Osteoarthritis is the most common and well-known type of arthritis. It’s largely a wear-and-tear form of arthritis that happens as a result of damage to or overuse of a joint, usually over a long period of time. About 30 million Americans have osteoarthritis. You can also have osteoarthritis at the same time as other kinds of arthritis that are inflammation- or immune-related, such as rheumatoid arthritis, gout, psoriatic arthritis, or ankylosing spondylitis.
How Osteoarthritis Affects Your Joints
In osteoarthritis, the cartilage — the smooth, rubbery connective tissue on the end of bones that cushions the joint, helping bones move smoothly and easily — wears down until the bones are painfully rubbing against each other. This cartilage breakdown also causes the bones in the joint to undergo changes, including the appearance of bone spurs. Bone spurs are bony projections that develop alone the edges of bones in the joints, also knowns as osteophytes. Tendons, ligaments, and muscles are also affected and there can be inflammation in the joint.

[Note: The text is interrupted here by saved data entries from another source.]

//! Swap-plan payload codec.
//!
//! The plan travels as an opaque byte payload from the planner through the
//! lending venue and back into the engine's callback. The format is an
//! explicit discriminated union: a leading format tag (one byte) followed by
//! the ABI encoding of the hop structs. Nothing is ever inferred from the
//! payload length.
//!
//! Callback headers use the same mechanism: the engine ABI-encodes
//! `CallbackData { asset, amount, plan }` at initiation and decodes it when
//! the venue hands it back.

use alloy::primitives::{Address, Bytes, U256};
use alloy::sol;
use alloy::sol_types::SolValue;
use smallvec::SmallVec;

use crate::errors::ExecutionError;

/// Format tag for a single-hop plan.
pub const PLAN_TAG_SINGLE_HOP: u8 = 1;
/// Format tag for a two-hop plan.
pub const PLAN_TAG_TWO_HOP: u8 = 2;

/// Exchange venue family.
#[derive(Debug, Clone, Copy, PartialEq, Eq, Hash)]
#[repr(u8)]
pub enum VenueKind {
    /// x·y = k pool with the fixed 0.30% (997/1000) fee convention.
    ConstantProduct = 0,
    /// Pool whose fee tier is a first-class parameter (pips over 1e6).
    ConcentratedLiquidity = 1,
    /// Pool routed through an explicit (from, to, stable, factory) hop list.
    StableSwap = 2,
}

impl VenueKind {
    pub fn id(self) -> u8 {
        self as u8
    }

    /// Get venue kind from ID.
    pub fn from_id(id: u8) -> Option<Self> {
        match id {
            0 => Some(Self::ConstantProduct),
            1 => Some(Self::ConcentratedLiquidity),
            2 => Some(Self::StableSwap),
            _ => None,
        }
    }

    /// Parse from a config string.
    pub fn from_str(s: &str) -> Option<Self> {
        match s.to_lowercase().as_str() {
            "constant-product" | "constant_product" | "v2" => Some(Self::ConstantProduct),
            "concentrated" | "concentrated-liquidity" | "v3" => Some(Self::ConcentratedLiquidity),
            "stable" | "stable-swap" | "solidly" => Some(Self::StableSwap),
            _ => None,
        }
    }
}

/// How a hop names its venue.
#[derive(Debug, Clone, Copy, PartialEq, Eq)]
pub enum VenueRef {
    /// Explicit venue address.
    Direct(Address),
    /// Canonical (tokenA, tokenB, feeTier) triple; the address is derived
    /// deterministically from the factory's CREATE2 scheme.
    Derived {
        token_a: Address,
        token_b: Address,
        fee_tier: u32,
    },
}

/// One leg of a stable-swap route.
#[derive(Debug, Clone, Copy, PartialEq, Eq)]
pub struct StableLegRoute {
    pub from: Address,
    pub to: Address,
    pub stable: bool,
    pub factory: Address,
}

/// One hop of a swap plan. Immutable once decoded; consumed left-to-right.
#[derive(Debug, Clone, PartialEq, Eq)]
pub struct RouteInstruction {
    pub venue_kind: VenueKind,
    pub venue: VenueRef,
    pub token_in: Address,
    pub token_out: Address,
    /// Carried for wire compatibility; engine-produced plans always set
    /// zero; profitability is enforced globally, never per hop.
    pub min_out: U256,
    /// Stable-swap routing legs; empty for the other venue kinds.
    pub legs: Vec<StableLegRoute>,
}

/// Ordered 1–2 hop swap plan. Exists only for the duration of one execution.
#[derive(Debug, Clone, PartialEq, Eq)]
pub struct SwapPlan {
    pub hops: SmallVec<[RouteInstruction; 2]>,
}

// ABI encoding helper types
sol! {
    /// One leg of a stable-swap route.
    #[derive(Debug)]
    struct StableLeg {
        address fromToken;
        address toToken;
        bool stable;
        address factory;
    }

    /// Wire form of one hop.
    #[derive(Debug)]
    struct HopData {
        uint8 venueKind;
        bool derived;
        address venue;
        address tokenA;
        address tokenB;
        uint32 feeTier;
        address tokenIn;
        address tokenOut;
        uint256 minOut;
        StableLeg[] legs;
    }

    /// Body of a plan payload (everything after the format tag).
    #[derive(Debug)]
    struct PlanBody {
        HopData[] hops;
    }

    /// Header handed through the lending venue into the callback.
    #[derive(Debug)]
    struct CallbackData {
        address asset;
        uint256 amount;
        bytes plan;
    }
}

impl SwapPlan {
    pub fn new(hops: SmallVec<[RouteInstruction; 2]>) -> Self {
        Self { hops }
    }

    /// Encode as a tagged payload: format byte, then the ABI body.
    pub fn encode(&self) -> Result<Bytes, ExecutionError> {
        let tag = match self.hops.len() {
            1 => PLAN_TAG_SINGLE_HOP,
            2 => PLAN_TAG_TWO_HOP,
            n => {
                return Err(ExecutionError::PlanDecode(format!(
                    "plan must have 1 or 2 hops, got {n}"
                )))
            }
        };
        let body = PlanBody {
            hops: self.hops.iter().map(hop_to_wire).collect(),
        };
        let mut out = Vec::with_capacity(1 + 32 * 8 * self.hops.len());
        out.push(tag);
        out.extend_from_slice(&body.abi_encode());
        Ok(Bytes::from(out))
    }

    /// Decode a tagged payload. Unknown tags, truncated bodies, and hop
    /// counts that disagree with the tag are all decode failures.
    pub fn decode(payload: &[u8]) -> Result<Self, ExecutionError> {
        let (&tag, body) = payload
            .split_first()
            .ok_or_else(|| ExecutionError::PlanDecode("empty payload".into()))?;
        let expected_hops = match tag {
            PLAN_TAG_SINGLE_HOP => 1,
            PLAN_TAG_TWO_HOP => 2,
            other => {
                return Err(ExecutionError::PlanDecode(format!(
                    "unknown format tag {other}"
                )))
            }
        };
        let body = PlanBody::abi_decode(body, true)
            .map_err(|e| ExecutionError::PlanDecode(e.to_string()))?;
        if body.hops.len() != expected_hops {
            return Err(ExecutionError::PlanDecode(format!(
                "tag {tag} promises {expected_hops} hops, body has {}",
                body.hops.len()
            )));
        }
        let hops = body
            .hops
            .iter()
            .map(hop_from_wire)
            .collect::<Result<SmallVec<_>, _>>()?;
        Ok(Self { hops })
    }
}

fn hop_to_wire(hop: &RouteInstruction) -> HopData {
    let (derived, venue, token_a, token_b, fee_tier) = match hop.venue {
        VenueRef::Direct(addr) => (false, addr, Address::ZERO, Address::ZERO, 0u32),
        VenueRef::Derived {
            token_a,
            token_b,
            fee_tier,
        } => (true, Address::ZERO, token_a, token_b, fee_tier),
    };
    HopData {
        venueKind: hop.venue_kind.id(),
        derived,
        venue,
        tokenA: token_a,
        tokenB: token_b,
        feeTier: fee_tier,
        tokenIn: hop.token_in,
        tokenOut: hop.token_out,
        minOut: hop.min_out,
        legs: hop
            .legs
            .iter()
            .map(|leg| StableLeg {
                fromToken: leg.from,
                toToken: leg.to,
                stable: leg.stable,
                factory: leg.factory,
            })
            .collect(),
    }
}

fn hop_from_wire(hop: &HopData) -> Result<RouteInstruction, ExecutionError> {
    let venue_kind = VenueKind::from_id(hop.venueKind)
        .ok_or_else(|| ExecutionError::PlanDecode(format!("unknown venue kind {}", hop.venueKind)))?;
    let venue = if hop.derived {
        VenueRef::Derived {
            token_a: hop.tokenA,
            token_b: hop.tokenB,
            fee_tier: hop.feeTier,
        }
    } else {
        VenueRef::Direct(hop.venue)
    };
    Ok(RouteInstruction {
        venue_kind,
        venue,
        token_in: hop.tokenIn,
        token_out: hop.tokenOut,
        min_out: hop.minOut,
        legs: hop
            .legs
            .iter()
            .map(|leg| StableLegRoute {
                from: leg.fromToken,
                to: leg.toToken,
                stable: leg.stable,
                factory: leg.factory,
            })
            .collect(),
    })
}

/// Encode the callback header carried through the lending venue.
pub fn encode_callback_data(asset: Address, amount: U256, plan: Bytes) -> Bytes {
    Bytes::from(
        CallbackData {
            asset,
            amount,
            plan,
        }
        .abi_encode(),
    )
}

/// Decode the callback header. Produced by this engine at initiation, so a
/// failure here means the venue corrupted the passthrough.
pub fn decode_callback_data(data: &[u8]) -> Result<(Address, U256, Bytes), ExecutionError> {
    let decoded = CallbackData::abi_decode(data, true)
        .map_err(|e| ExecutionError::PlanDecode(e.to_string()))?;
    Ok((decoded.asset, decoded.amount, decoded.plan))
}

/// Builder for assembling swap plans.
///
/// Provides a fluent API mirroring the shapes the planner produces.
#[derive(Debug, Default)]
pub struct PlanBuilder {
    hops: SmallVec<[RouteInstruction; 2]>,
}

impl PlanBuilder {
    pub fn new() -> Self {
        Self::default()
    }

    /// Add a constant-product hop through an explicit pool address.
    pub fn constant_product_hop(mut self, pool: Address, token_in: Address, token_out: Address) -> Self {
        self.hops.push(RouteInstruction {
            venue_kind: VenueKind::ConstantProduct,
            venue: VenueRef::Direct(pool),
            token_in,
            token_out,
            min_out: U256::ZERO,
            legs: Vec::new(),
        });
        self
    }

    /// Add a concentrated-liquidity hop addressed by its canonical
    /// (tokenA, tokenB, feeTier) triple.
    pub fn concentrated_hop(
        mut self,
        token_in: Address,
        token_out: Address,
        fee_tier: u32,
    ) -> Self {
        self.hops.push(RouteInstruction {
            venue_kind: VenueKind::ConcentratedLiquidity,
            venue: VenueRef::Derived {
                token_a: token_in,
                token_b: token_out,
                fee_tier,
            },
            token_in,
            token_out,
            min_out: U256::ZERO,
            legs: Vec::new(),
        });
        self
    }

    /// Add a stable-swap hop with its explicit routing legs.
    pub fn stable_hop(
        mut self,
        pool: Address,
        token_in: Address,
        token_out: Address,
        legs: Vec<StableLegRoute>,
    ) -> Self {
        self.hops.push(RouteInstruction {
            venue_kind: VenueKind::StableSwap,
            venue: VenueRef::Direct(pool),
            token_in,
            token_out,
            min_out: U256::ZERO,
            legs,
        });
        self
    }

    pub fn build(self) -> SwapPlan {
        SwapPlan { hops: self.hops }
    }
}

“OA isn’t just about the cartilage,” says Lisa A. Mandl, MD, MPH, a rheumatologist at Hospital for Special Surgery in New York City, who specializes in the treatment of rheumatoid arthritis, psoriatic arthritis, ankylosing spondylitis, and osteoarthritis. “It is a disease of the whole joint. The ligaments are weak, the tendons are frayed, the muscles are weak.” This generally happens slowly and worsens over time. Weight-bearing joints like the hips, knees, and spine are most vulnerable to osteoarthritis. Other common spots are the hands, wrists, and shoulders.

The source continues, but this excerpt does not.